La raison en est simple : contrairement à ce que croient ceux qui ne connaissent pas ou n'apprécient pas les Guignols, il faut de l'empathie entre les spectateurs et les personnages mis en scène pour que ces derniers existent en tant que marionnettes. Cela veut dire que le secret de leur existence audiovisuelle et de leur longévité cathodique réside entre autres dans la qualité et les ressources de leur présence.

En effet, les Guignols fonctionnent sur la récurrence des situations et, bien sûr, des expressions, physiques et verbales des marionnettes : ainsi, quand apparaît Bayrou, attendrez-vous avec impatience le moment où il dira : "Mais, euh!", ou, pour Roselyne Bachelot "Ah bon!" Cela n'a l'air de rien, penseront certains, mais cela n'appartient pas à tout le monde : observez la non-existence de Ségolène Royal aux Guignols, dont la posture trop raide et la voix monocorde ne semblent pas des choix volontaires des auteurs des sketches mais bien le résultat d'une longue observation du modèle.

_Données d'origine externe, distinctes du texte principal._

use std::path::PathBuf;

use pad_upstream::Paging;

/// Server configuration loaded from environment variables.
///
/// All fields have defaults suitable for local development against the
/// public PAD service.
#[derive(Debug, Clone)]
pub struct ServerConfig {
    /// Bind address (default: `0.0.0.0`).
    pub host: String,
    /// Bind port (default: `8008`).
    pub port: u16,
    /// Allowed CORS origins, parsed from comma-separated `CORS_ORIGINS` env var.
    pub cors_origins: Vec<String>,
    /// HTTP request timeout in seconds (default: `30`).
    pub request_timeout_secs: u64,
    /// Base URL of the PAD web service.
    pub pad_api_url: String,
    /// Timeout for each upstream request in seconds (default: `30`).
    pub pad_api_timeout_secs: u64,
    /// `limit` used when paging upstream listings (default: `100`).
    pub pad_page_size: u32,
    /// Upper bound on pages fetched by one listing scan (default: `50`).
    pub pad_max_pages: u32,
    /// Width the card layout is scaled to when no width is requested.
    pub display_width: u32,
    /// Optional JSON file replacing the built-in v2 card layout.
    pub layout_path: Option<PathBuf>,
    /// Optional override of the ontology vocabulary base URI.
    pub ontology_vocab: Option<String>,
}

impl ServerConfig {
    /// Load configuration from environment variables with defaults.
    ///
    /// | Env Var                | Default                    |
    /// |------------------------|----------------------------|
    /// | `HOST`                 | `0.0.0.0`                  |
    /// | `PORT`                 | `8008`                     |
    /// | `CORS_ORIGINS`         | `http://localhost:5173`    |
    /// | `REQUEST_TIMEOUT_SECS` | `30`                       |
    /// | `PAD_API_URL`          | `https://pad.crc.nd.edu`   |
    /// | `PAD_API_TIMEOUT_SECS` | `30`                       |
    /// | `PAD_PAGE_SIZE`        | `100`                      |
    /// | `PAD_MAX_PAGES`        | `50`                       |
    /// | `DISPLAY_WIDTH`        | `300`                      |
    /// | `LAYOUT_PATH`          | unset (built-in layout)    |
    /// | `ONTOLOGY_VOCAB`       | unset (PAD vocabulary)     |
    pub fn from_env() -> Self {
        let host = std::env::var("HOST").unwrap_or_else(|_| "0.0.0.0".into());

        let port: u16 = std::env::var("PORT")
            .unwrap_or_else(|_| "8008".into())
            .parse()
            .expect("PORT must be a valid u16");

        let cors_origins: Vec<String> = std::env::var("CORS_ORIGINS")
            .unwrap_or_else(|_| "http://localhost:5173".into())
            .split(',')
            .map(|s| s.trim().to_string())
            .filter(|s| !s.is_empty())
            .collect();

        let request_timeout_secs: u64 = std::env::var("REQUEST_TIMEOUT_SECS")
            .unwrap_or_else(|_| "30".into())
            .parse()
            .expect("REQUEST_TIMEOUT_SECS must be a valid u64");

        let pad_api_url =
            std::env::var("PAD_API_URL").unwrap_or_else(|_| "https://pad.crc.nd.edu".into());

        let pad_api_timeout_secs: u64 = std::env::var("PAD_API_TIMEOUT_SECS")
            .unwrap_or_else(|_| "30".into())
            .parse()
            .expect("PAD_API_TIMEOUT_SECS must be a valid u64");

        let pad_page_size: u32 = std::env::var("PAD_PAGE_SIZE")
            .unwrap_or_else(|_| "100".into())
            .parse()
            .expect("PAD_PAGE_SIZE must be a valid u32");
        assert!(pad_page_size > 0, "PAD_PAGE_SIZE must be at least 1");

        let pad_max_pages: u32 = std::env::var("PAD_MAX_PAGES")
            .unwrap_or_else(|_| "50".into())
            .parse()
            .expect("PAD_MAX_PAGES must be a valid u32");

        let display_width: u32 = std::env::var("DISPLAY_WIDTH")
            .unwrap_or_else(|_| "300".into())
            .parse()
            .expect("DISPLAY_WIDTH must be a valid u32");

        let layout_path = std::env::var("LAYOUT_PATH")
            .ok()
            .filter(|s| !s.trim().is_empty())
            .map(PathBuf::from);

        let ontology_vocab = std::env::var("ONTOLOGY_VOCAB")
            .ok()
            .filter(|s| !s.trim().is_empty());

        Self {
            host,
            port,
            cors_origins,
            request_timeout_secs,
            pad_api_url,
            pad_api_timeout_secs,
            pad_page_size,
            pad_max_pages,
            display_width,
            layout_path,
            ontology_vocab,
        }
    }

    /// Upstream paging derived from `PAD_PAGE_SIZE` / `PAD_MAX_PAGES`.
    pub fn paging(&self) -> Paging {
        Paging {
            page_size: self.pad_page_size,
            max_pages: self.pad_max_pages,
        }
    }
}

Pour revenir à PPD, outre sa voix chamallow et ses faux cheveux, il apparaît certes comme toujours déférent à l'égard des grands de ce monde, mais, souvent, il finit par s'insurger, tout en douceur et sans aucune persévérance si son interlocuteur le tance. Il n'est pas uniforme, ce qui important pour donner de la consistance à un personnage. Il pourra donc se rébeller contre M. Sylvestre et sa vision du monde ; trouver le juste mot de conclusion après une dialogue entre Doc Gynéco et Joey Starr, ce qui n'est pas donné à tout le monde ; répondre à Bernard Tapie, qui s'adresse à lui en le traitant de "fiotte". Bref, il est doté d'une certaine humanité dans un monde de brutes où, désormais, il retrouvera, en retraité pépère, le "Chi", alias Jacques Chirac.